Kit Prendergast is a licensed clinical
social worker from the United States. Several years ago she followed
her husband to Norway and left full time employment for the first time.
"I had been counseling other people
for twenty years or more and suddenly realized that I was cracking up myself,"
she explains. "The expatriate wife has a far tougher role than the husband.
He just goes to an office every day and comes home again, much as he always
has done. The wife has to do the settling in, find the supermarkets,
schools, doctors, gas stations as well as organize a social life for everyone.
Only then can she consider looking for a career for herself."
Careers are often forced onto the
back burner while women have to deal with real crises concerned with culture
shock and loss of a familiar identity.
In his book entitled, Guerrilla
Tactics in the Job Market, Tom Jackson informs us that stress kills
as many people as war. Work you don't like is close to the top of
the list of stress generators. Not having a job when you want one
produces even more stress than having a job you don't like.
Thousands of expatriate wives the
world over will echo these sentiments. In fact it is said that up
to 80 per cent of the postings that fail, do so because the wife
is unhappy about sacrificing her own career.
But before you vow never to be persuaded
to move to another country, take heart. There is life after the packing
cases are emptied. In fact there is tremendous opportunity. |
Joanna
Parfitt decided to launch a website to help everyone interested in
finding their passion and turning it into a portable career. She is delighted
to say that www.career-in-your-suitcase.com is now available and completely
free. Read articles, case studies and details of great career opportunities.

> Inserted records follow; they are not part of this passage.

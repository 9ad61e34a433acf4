//! Sender configuration validation.

use super::model::SenderConfig;

/// Validation error for sender configuration.
#[derive(Debug, Clone, PartialEq, Eq)]
pub enum ValidationError {
    /// Sender address is empty.
    EmptyAddress,
    /// Sender address format is invalid.
    InvalidAddress,
    /// SMTP host is empty.
    EmptyHost,
    /// SMTP port is invalid.
    InvalidPort,
    /// Reply-To address format is invalid.
    InvalidReplyTo,
    /// BCC address format is invalid.
    InvalidBcc,
}

impl ValidationError {
    /// Get human-readable error message.
    #[must_use]
    pub const fn message(&self) -> &'static str {
        match self {
            Self::EmptyAddress => "Sender address is required",
            Self::InvalidAddress => "Invalid sender address format",
            Self::EmptyHost => "SMTP server is required",
            Self::InvalidPort => "SMTP port must be 1-65535",
            Self::InvalidReplyTo => "Invalid Reply-To address format",
            Self::InvalidBcc => "Invalid BCC address format",
        }
    }

    /// Get the field name this error relates to.
    #[must_use]
    pub const fn field(&self) -> &'static str {
        match self {
            Self::EmptyAddress | Self::InvalidAddress => "address",
            Self::EmptyHost => "host",
            Self::InvalidPort => "port",
            Self::InvalidReplyTo => "reply_to",
            Self::InvalidBcc => "bcc_address",
        }
    }
}

impl std::fmt::Display for ValidationError {
    fn fmt(&self, f: &mut std::fmt::Formatter<'_>) -> std::fmt::Result {
        write!(f, "{}", self.message())
    }
}

impl std::error::Error for ValidationError {}

/// Result of validating a sender configuration.
pub type ValidationResult = Result<(), Vec<ValidationError>>;

/// Validate a sender configuration.
///
/// Returns `Ok(())` if valid, or `Err(Vec<ValidationError>)` with all errors.
/// The credential is not checked; some relays accept unauthenticated mail.
///
/// # Errors
///
/// Returns a vector of `ValidationError` if any fields are invalid.
pub fn validate_config(config: &SenderConfig) -> ValidationResult {
    let mut errors = Vec::new();

    if config.address.trim().is_empty() {
        errors.push(ValidationError::EmptyAddress);
    } else if !is_valid_email(&config.address) {
        errors.push(ValidationError::InvalidAddress);
    }

    if config.host.trim().is_empty() {
        errors.push(ValidationError::EmptyHost);
    }
    if config.port == 0 {
        errors.push(ValidationError::InvalidPort);
    }

    if !config.reply_to.is_empty() && !is_valid_email(&config.reply_to) {
        errors.push(ValidationError::InvalidReplyTo);
    }
    if config.bcc().is_some_and(|bcc| !is_valid_email(bcc)) {
        errors.push(ValidationError::InvalidBcc);
    }

    if errors.is_empty() {
        Ok(())
    } else {
        Err(errors)
    }
}

/// Basic email validation.
pub(crate) fn is_valid_email(email: &str) -> bool {
    // Addresses end up in header lines
    if email.chars().any(char::is_control) {
        return false;
    }
    let email = email.trim();
    if email.contains(char::is_whitespace) {
        return false;
    }

    // Must contain exactly one @
    let Some((local, domain)) = email.split_once('@') else {
        return false;
    };
    if domain.contains('@') || local.is_empty() {
        return false;
    }

    // Domain must contain at least one dot and no empty labels
    domain.contains('.') && domain.split('.').all(|label| !label.is_empty())
}

#[cfg(test)]
#[allow(
    clippy::unwrap_used,
    clippy::redundant_clone,
    clippy::manual_string_new,
    clippy::needless_collect,
    clippy::unreadable_literal,
    clippy::used_underscore_items,
    clippy::similar_names
)]
mod tests {
    use super::*;

    #[test]
    fn test_valid_email() {
        assert!(is_valid_email("user@example.com"));
        assert!(is_valid_email("user.name@example.com"));
        assert!(is_valid_email("user@sub.example.com"));
    }

    #[test]
    fn test_invalid_email() {
        assert!(!is_valid_email(""));
        assert!(!is_valid_email("user"));
        assert!(!is_valid_email("@example.com"));
        assert!(!is_valid_email("user@"));
        assert!(!is_valid_email("user@example"));
        assert!(!is_valid_email("user@@example.com"));
        assert!(!is_valid_email("user@example..com"));
    }

    #[test]
    fn test_email_with_line_break_is_invalid() {
        assert!(!is_valid_email("support@x.com\r\nX-Evil: 1"));
        assert!(!is_valid_email("support@x.com\n"));
        assert!(!is_valid_email("sup port@x.com"));
        assert!(!is_valid_email("support@x.com\0"));
    }

    #[test]
    fn test_validate_rejects_injected_reply_to() {
        let config = SenderConfig::new("noreply@example.com", "smtp.example.com")
            .with_reply_to("support@x.com\r\nX-Evil: 1");
        assert_eq!(
            validate_config(&config).unwrap_err(),
            vec![ValidationError::InvalidReplyTo]
        );
    }

    #[test]
    fn test_validate_empty_config() {
        let errors = validate_config(&SenderConfig::default()).unwrap_err();
        assert!(errors.contains(&ValidationError::EmptyAddress));
        assert!(errors.contains(&ValidationError::EmptyHost));
        assert!(errors.contains(&ValidationError::InvalidPort));
    }

    #[test]
    fn test_validate_complete_config() {
        let config = SenderConfig::new("noreply@example.com", "smtp.example.com")
            .with_credential("secret")
            .with_reply_to("support@example.com")
            .with_bcc("audit@example.com");
        assert!(validate_config(&config).is_ok());
    }

    #[test]
    fn test_validate_optional_addresses() {
        let config = SenderConfig::new("noreply@example.com", "smtp.example.com")
            .with_reply_to("not-an-address")
            .with_bcc("also-not");
        let errors = validate_config(&config).unwrap_err();
        assert_eq!(
            errors,
            vec![ValidationError::InvalidReplyTo, ValidationError::InvalidBcc]
        );
        assert_eq!(errors[1].field(), "bcc_address");
    }
}
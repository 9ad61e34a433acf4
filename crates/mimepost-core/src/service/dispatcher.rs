//! Message dispatch.
//!
//! A [`Dispatcher`] owns one sender configuration. Each call to
//! [`Dispatcher::send`] builds a fresh message and hands it to the transport
//! with an envelope of every `To:` recipient plus the configured BCC copy.
//! The BCC address never appears in the message headers.

use mimepost_mime::{AttachmentSource, FileSystem, MessageBuilder, OutgoingEmail};
use tracing::{error, info, instrument};

use super::transport::{Credentials, Endpoint, Envelope, Transport};
use crate::config::{SenderConfig, validate_config};
use crate::error::{Error, Result};

/// Builds and delivers messages for one sender.
///
/// The dispatcher is immutable after construction, so `&self` sends may run
/// concurrently.
#[derive(Debug)]
pub struct Dispatcher<T, S = FileSystem> {
    config: SenderConfig,
    builder: MessageBuilder<S>,
    endpoint: Endpoint,
    credentials: Credentials,
    transport: T,
}

impl<T: Transport> Dispatcher<T> {
    /// Creates a dispatcher that reads attachments from the filesystem.
    ///
    /// # Errors
    ///
    /// Returns [`Error::Config`] if the configuration fails validation.
    pub fn new(config: SenderConfig, transport: T) -> Result<Self> {
        if let Err(errors) = validate_config(&config) {
            let messages: Vec<String> = errors
                .iter()
                .map(|e| format!("{}: {e}", e.field()))
                .collect();
            return Err(Error::Config(messages.join("; ")));
        }

        let builder = MessageBuilder::new(config.sender(), config.attachment_root.clone());
        let endpoint = Endpoint {
            host: config.host.clone(),
            port: config.port,
            security: config.security,
        };
        let credentials = Credentials {
            username: config.address.clone(),
            secret: config.credential.clone(),
        };

        Ok(Self {
            config,
            builder,
            endpoint,
            credentials,
            transport,
        })
    }
}

impl<T: Transport, S: AttachmentSource> Dispatcher<T, S> {
    /// Replaces the attachment source.
    #[must_use]
    pub fn with_attachment_source<U: AttachmentSource>(self, source: U) -> Dispatcher<T, U> {
        Dispatcher {
            config: self.config,
            builder: self.builder.with_source(source),
            endpoint: self.endpoint,
            credentials: self.credentials,
            transport: self.transport,
        }
    }

    /// Returns the sender configuration.
    #[must_use]
    pub const fn config(&self) -> &SenderConfig {
        &self.config
    }

    /// Returns the transport.
    #[must_use]
    pub const fn transport(&self) -> &T {
        &self.transport
    }

    /// Returns the delivery envelope for `email`.
    ///
    /// Recipients are the `To:` list followed by the BCC copy, if configured.
    #[must_use]
    pub fn envelope(&self, email: &OutgoingEmail) -> Envelope {
        let mut recipients = email.to.clone();
        if let Some(bcc) = self.config.bcc() {
            recipients.push(bcc.to_string());
        }

        Envelope {
            from: self.config.address.clone(),
            recipients,
        }
    }

    /// Builds `email` and delivers it.
    ///
    /// Nothing is sent if the message cannot be built.
    ///
    /// # Errors
    ///
    /// Returns [`Error::Build`] if the message cannot be built and
    /// [`Error::Transport`] if delivery fails.
    #[instrument(skip_all, fields(recipients = email.to.len()))]
    pub async fn send(&self, email: &OutgoingEmail) -> Result<()> {
        let message = self.builder.build(email).map_err(|e| {
            error!(error = %e, "Error creating message");
            Error::from(e)
        })?;

        let envelope = self.envelope(email);
        self.transport
            .send(
                &self.endpoint,
                &self.credentials,
                &envelope,
                message.as_bytes(),
            )
            .await
            .map_err(|e| {
                error!(error = %e, retryable = e.is_retryable(), "Error sending message");
                Error::from(e)
            })?;

        info!(
            envelope_recipients = envelope.recipients.len(),
            bytes = message.len(),
            "Message sent"
        );
        Ok(())
    }
}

Find out whom you should be connecting with, what you should be reading
and where the careers seminars are being held. Log on to subscribe
to her free monthly ezine, The Monthly Inspirer. The first one will come
out next month and past issues will be archived on the website. Aside
from her website, she writes for Expatrium and The Weekly Telegraph, is
involved in a number of workshops and seminars, and is a founder of Women
Abroad.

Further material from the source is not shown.